Em dezembro de 2023, num exercício de balanço semelhante ao desta edição, escrevemos na capa da VISÃO que o mundo tinha acabado de passar pelo “ano de todas as fraturas”. Havia razões evidentes para esse título, por causa dos acontecimentos que marcaram o final desse ano: o eclodir, mais violento do que nunca, do conflito no Médio Oriente e a demissão abrupta do governo de maioria absoluta em Portugal, que representou também o último ato dos “dias felizes” entre Marcelo Rebelo de Sousa e António Costa. Tudo isto, num clima em que a crispação ganhava terreno na generalidade dos discursos políticos, aumentava a polarização em todas as latitudes, a guerra na Ucrânia começava a cavar divisões profundas na Europa e, um pouco por todo o lado, cresciam os sinais de revolta, num planeta a recuperar do trauma da pandemia da Covid-19.
Agora, um ano depois, é fácil constatar que os sinais de divisão ganharam ainda mais expressão ao longo dos últimos doze meses. E traduziram-se em muitas mudanças, cujas consequências vão, com toda a certeza, perdurar nos próximos tempos.
Este foi o ano em que cerca de dois mil milhões de pessoas foram chamadas a votar, nas múltiplas eleições que se realizaram em mais de sete dezenas de países, e em que, por isso mesmo, ficaram evidentes algumas tendências: a penalização dos que ocupavam o poder, a emergência de forças radicais, o esvaziamento acentuado do centro político e o crescimento do radicalismo.
Em sucessivas eleições, nas mais diversas geografias, os eleitores usaram o voto para exprimir a sua revolta. E fizeram-no sem demonstrarem a mínima preocupação com conceitos anteriormente valorizados como a estabilidade política ou a formação de maiorias políticas sólidas. O objetivo, em muitos casos, foi unicamente o de procurar castigar quem estava no governo – mesmo quando, como sucedia em diversos casos, os indicadores económicos eram positivos, embora essas “boas contas” nem sempre fossem percetíveis pela opinião pública.
De certa maneira, este foi o ano que encerrou um ciclo iniciado em 2016, com a eleição surpreendente de Donald Trump e o Brexit no Reino Unido: o princípio do fim de uma certa era de globalização e de uma ordem internacional estável, dominada pelos Estados Unidos da América. Esse caminho tinha sido interrompido com a pandemia – que deixou a nu a teia de dependências dos países em relação às cadeias globais de produção – mas foi depois retomado, ainda com maior vigor e ânimo, logo que desapareceram as máscaras anti-Covid, por todos os que se sentiam atingidos pela crescente desigualdade e a falta de oportunidades.
Este 2024 que agora termina pode ter sido o ano zero de uma nova era de extremismo, que ninguém consegue prever quanto tempo poderá durar. Sabemos, no entanto, que as mudanças que se espera que ocorram no próximo ano poderão ser muito mais radicais do que tudo o que vimos até agora. Até porque, desta vez, já ninguém é apanhado de surpresa. E, como acontece sempre no início de um novo ciclo, há sempre quem decide rapidamente mudar de convicções e tentar aproveitar a nova onda, para seu benefício ou como estratégia de sobrevivência. Sabemos que Donald Trump promete virar os EUA de pernas para o ar e que as ondas de choque da sua “revolução” vão fazer-se sentir por todo o planeta. A política de Washington vai transformar-se radicalmente, de uma forma nunca vista em muitas décadas, nomeadamente na sua relação com o resto do mundo. E os apelos ao isolacionismo vão repetir-se, por contágio, em diversos países.

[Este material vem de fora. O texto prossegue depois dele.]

//! Network interface availability
//!
//! Discovery is bound to the non-loopback IPv4 interfaces of the host. The
//! [`LanMonitor`] re-reads them periodically and bumps a generation counter
//! whenever the set changes, which is what connectivity watchers observe.

use crate::error::{Error, Result};
use log::{debug, warn};
use std::{
    collections::BTreeSet,
    fmt,
    net::{IpAddr, Ipv4Addr},
    sync::{Arc, Mutex},
    time::Duration,
};
use tokio::{sync::watch, task::JoinHandle};

/// A usable network interface
#[derive(Debug, Clone, PartialEq, Eq, PartialOrd, Ord, Hash)]
pub struct NetworkInterface {
    /// Interface name, e.g. `eth0`
    pub name: String,
    /// IPv4 address bound to the interface
    pub address: Ipv4Addr,
}

/// The interfaces discovery may currently bind to
#[derive(Debug, Clone, Default, PartialEq, Eq)]
pub struct NetworkInterfaceSet {
    interfaces: BTreeSet<NetworkInterface>,
}

impl NetworkInterfaceSet {
    /// Builds a set from any interfaces, keeping only non-loopback IPv4 ones
    pub fn from_addresses<I>(addresses: I) -> Self
    where
        I: IntoIterator<Item = (String, IpAddr)>,
    {
        let interfaces = addresses
            .into_iter()
            .filter_map(|(name, ip)| match ip {
                IpAddr::V4(address) if !address.is_loopback() && !address.is_unspecified() => {
                    Some(NetworkInterface { name, address })
                }
                _ => None,
            })
            .collect();
        Self { interfaces }
    }

    /// Whether discovery is possible at all
    pub fn is_available(&self) -> bool {
        !self.interfaces.is_empty()
    }

    /// Number of interfaces in the set
    pub fn len(&self) -> usize {
        self.interfaces.len()
    }

    /// Whether the set is empty
    pub fn is_empty(&self) -> bool {
        self.interfaces.is_empty()
    }

    /// Iterates over the interfaces
    pub fn iter(&self) -> impl Iterator<Item = &NetworkInterface> {
        self.interfaces.iter()
    }

    /// Whether `address` is on the `/prefix` network of one of the interfaces
    pub fn reaches(&self, address: Ipv4Addr, prefix: u8) -> bool {
        let mask = u32::MAX
            .checked_shl(32 - u32::from(prefix.min(32)))
            .unwrap_or(0);
        let network = u32::from(address) & mask;
        self.interfaces
            .iter()
            .any(|iface| u32::from(iface.address) & mask == network)
    }
}

impl fmt::Display for NetworkInterfaceSet {
    fn fmt(&self, f: &mut fmt::Formatter) -> fmt::Result {
        let names: Vec<String> = self
            .interfaces
            .iter()
            .map(|iface| format!("{}({})", iface.name, iface.address))
            .collect();
        write!(f, "[{}]", names.join(", "))
    }
}

/// Source of interface availability and connectivity changes
pub trait NetworkMonitor: Send + Sync {
    /// The interfaces usable right now
    fn available_interfaces(&self) -> NetworkInterfaceSet;

    /// A receiver whose value changes on every connectivity change
    fn watch(&self) -> watch::Receiver<u64>;
}

/// Monitor reading the host's interfaces with `local-ip-address`
pub struct LanMonitor {
    current: Arc<Mutex<NetworkInterfaceSet>>,
    changes: watch::Sender<u64>,
    poller: Mutex<Option<JoinHandle<()>>>,
}

impl fmt::Debug for LanMonitor {
    fn fmt(&self, f: &mut fmt::Formatter) -> fmt::Result {
        f.debug_struct("LanMonitor")
            .field("current", &self.current)
            .finish_non_exhaustive()
    }
}

impl LanMonitor {
    /// Reads the current interfaces and starts polling them
    pub fn start(poll_interval: Duration) -> Result<Arc<Self>> {
        let initial = read_interfaces()?;
        debug!("Initial network interfaces: {initial}");
        let (changes, _) = watch::channel(0);
        let monitor = Arc::new(Self {
            current: Arc::new(Mutex::new(initial)),
            changes,
            poller: Mutex::new(None),
        });

        let weak = Arc::downgrade(&monitor);
        let handle = tokio::spawn(async move {
            let mut ticker = tokio::time::interval(poll_interval);
            ticker.tick().await;
            loop {
                ticker.tick().await;
                let Some(monitor) = weak.upgrade() else {
                    break;
                };
                match read_interfaces() {
                    Ok(interfaces) => monitor.update(interfaces),
                    Err(e) => warn!("Failed to read network interfaces: {e}"),
                }
            }
        });
        if let Ok(mut poller) = monitor.poller.lock() {
            *poller = Some(handle);
        }
        Ok(monitor)
    }

    fn update(&self, interfaces: NetworkInterfaceSet) {
        let Ok(mut current) = self.current.lock() else {
            return;
        };
        if *current != interfaces {
            debug!("Network interfaces changed: {current} -> {interfaces}");
            *current = interfaces;
            self.changes.send_modify(|generation| *generation += 1);
        }
    }
}

impl NetworkMonitor for LanMonitor {
    fn available_interfaces(&self) -> NetworkInterfaceSet {
        self.current
            .lock()
            .map(|current| current.clone())
            .unwrap_or_default()
    }

    fn watch(&self) -> watch::Receiver<u64> {
        self.changes.subscribe()
    }
}

impl Drop for LanMonitor {
    fn drop(&mut self) {
        if let Some(handle) = self.poller.get_mut().ok().and_then(Option::take) {
            handle.abort();
        }
    }
}

fn read_interfaces() -> Result<NetworkInterfaceSet> {
    let interfaces = local_ip_address::list_afinet_netifas().map_err(|err| {
        Error::LocalAddressResolutionFailed {
            source: err,
            context: "Failed to list network interfaces".to_string(),
        }
    })?;
    Ok(NetworkInterfaceSet::from_addresses(interfaces))
}

#[cfg(test)]
pub(crate) mod testing {
    use super::*;

    /// Monitor whose interfaces are set by the test
    #[derive(Debug)]
    pub struct FakeMonitor {
        current: Mutex<NetworkInterfaceSet>,
        changes: watch::Sender<u64>,
    }

    impl FakeMonitor {
        pub fn new(available: bool) -> Arc<Self> {
            let (changes, _) = watch::channel(0);
            Arc::new(Self {
                current: Mutex::new(interfaces(available)),
                changes,
            })
        }

        pub fn set_available(&self, available: bool) {
            *self.current.lock().unwrap() = interfaces(available);
            self.changes.send_modify(|generation| *generation += 1);
        }
    }

    pub fn interfaces(available: bool) -> NetworkInterfaceSet {
        if available {
            NetworkInterfaceSet::from_addresses([(
                "eth0".to_string(),
                IpAddr::V4(Ipv4Addr::new(192, 168, 1, 20)),
            )])
        } else {
            NetworkInterfaceSet::default()
        }
    }

    impl NetworkMonitor for FakeMonitor {
        fn available_interfaces(&self) -> NetworkInterfaceSet {
            self.current.lock().unwrap().clone()
        }

        fn watch(&self) -> watch::Receiver<u64> {
            self.changes.subscribe()
        }
    }
}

A Europa vai viver, seguramente, um dos seus momentos mais difíceis, com a Alemanha e a França em dificuldades económicas e próximas do caos político. Com o eixo da União Europeia a deslocar-se cada vez mais Leste e com a força crescente dos partidos extremistas antidemocráticos, não será fácil manter a coesão do bloco, em especial nos assuntos relacionados com os direitos, liberdades e garantias.
Neste ano zero desta nova era de extremismo, que é também de polarização extrema, já se percebeu como o discurso dos partidos de centro-direita foi capturado pela retórica radical. Em especial nos temas relacionados com a segurança e a imigração. Pelos últimos sinais, nomeadamente a inenarrável operação policial na zona do Martim Moniz, em Lisboa, o que podemos esperar, no próximo ano, é que a distinção entre os dois discursos será ainda menor.